The underlying principle of machine learning is that given enough data, a computer can use small fluctuations and patterns to classify the outcome. The most common approach is to use a training set‚ samples of known classes to generate a neural network or other machine learning model that will properly capture the variance in the sample data and predict to what class an unknown sample belongs. As the cost of computing power decreases, more-sophisticated methods are accessible to analyze data. The clear advantage of machine learning is that the chemically rich SERS signal, where each vibrational mode detected acts as a variable, can classify the complex sample signals as arising from different specific classes, such as healthy or diseased cells (Figure 1). As the instrumentation and methods using SERS increase the ability to generate large amounts of SERS data quickly, these analyses provide an incredibly powerful way to utilize the chemical information in the SERS spectra for diagnostic assays and to monitor chemical changes. With increased training sets, there is potential to refine such classes further, such as to determine which treatment will likely be most effective for a disease.

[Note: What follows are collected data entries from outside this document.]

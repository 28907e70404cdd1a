use super::{optional_segment, EndpointCatalog};
use std::fmt::Display;

impl EndpointCatalog {
    pub fn tag_groups(&self, group_id: Option<&str>, admin: bool) -> String {
        format!(
            "{}/tags/groups{}",
            self.scope(admin),
            optional_segment(group_id)
        )
    }

    /// Applies a tag group to file content.
    pub fn tag_groups_file(&self, group_id: impl Display, admin: bool) -> String {
        format!("{}/tags/groups/{group_id}/infile", self.scope(admin))
    }

    pub fn tags(&self, tag_id: Option<&str>, admin: bool) -> String {
        format!("{}/tags{}", self.scope(admin), optional_segment(tag_id))
    }

    pub fn tag_keywords(&self, tag_id: impl Display) -> String {
        format!("{}/tags/{tag_id}/keywords", self.admin_prefix)
    }

    pub fn tag_group_tags(&self, group_id: impl Display, tag_id: Option<&str>) -> String {
        format!(
            "{}/tags/groups/{group_id}/tags{}",
            self.admin_prefix,
            optional_segment(tag_id)
        )
    }
}
use crate::endpoints::EndpointCatalog;
use crate::transport::{ApiClient, ApiError, ApiRequest, HttpBackend};
use async_trait::async_trait;
use serde::de::DeserializeOwned;

/// Trait for resource-specific clients to share the plain read and delete calls.
///
/// Implementors only expose their transport and catalog; `fetch` and `remove`
/// come for free and map transport failures into the client's own error.
#[async_trait]
pub trait PortalClient: Send + Sync {
    type Backend: HttpBackend;

    /// The resource-specific error type.
    type Error: From<ApiError> + Send + Sync;

    fn api(&self) -> &ApiClient<Self::Backend>;

    fn endpoints(&self) -> &EndpointCatalog;

    /// GET `url` and decode the payload.
    #[tracing::instrument(skip(self))]
    async fn fetch<T>(&self, url: String) -> Result<T, Self::Error>
    where
        T: DeserializeOwned + Send + 'static,
    {
        tracing::debug!("Sending request");
        self.api().get(url).await.map_err(Self::Error::from)
    }

    /// DELETE `url`, ignoring any payload.
    #[tracing::instrument(skip(self))]
    async fn remove(&self, url: String) -> Result<(), Self::Error> {
        tracing::debug!("Sending request");
        self.api()
            .execute(ApiRequest::delete(url))
            .await
            .map(|_| ())
            .map_err(Self::Error::from)
    }
}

FIGURE 1: Flow chart illustrating how SERS provides chemical information from a sample to enable diagnostic assays.

 

The downside to machine learning algorithms is that the models rely on appropriate training data and, for the most part, can only classify a sample into classes that have been predetermined. Both supervised and unsupervised methods exist, but all models require validation against data sets with known classifications. A further downside to these methods is the loss of information. Although the variance in the SERS data arises from molecular differences, the identity of these molecules can be difficult to recover. Returning to the biofluid example, the machine learning algorithm may classify a sample correctly; however, information, such as a specific upregulated biomolecule to be targeted for therapy, is lost. Complementary methods are often necessary to further assess the disease.

In a recent study we were able to perform SERS detection following a high-performance liquid chromatography (HPLC) separation of a mouse tumor cell lysate and show that the molecular composition significantly changed between healthy and various types of cancerous cells (10). The molecules with consistent increases in concentration generated patterns that appear to be characteristic of the sampled cells. These patterns can be readily differentiated by machine learning algorithms. Again, although the identity of the molecules detected by HPLC are unknown, computer models can use the patterns in the observed spectra to track and diagnose disease. Additionally, analysis of the underlying data may indicate key biomolecules important in the disease, without knowing the identity of the actual molecules. In such cases where knowing the identity of a specific molecule is not necessary, the ability to rapidly generate SERS spectra and analyze them with machine learning makes it possible to capture the chemical information in SERS data to enable informative characterization.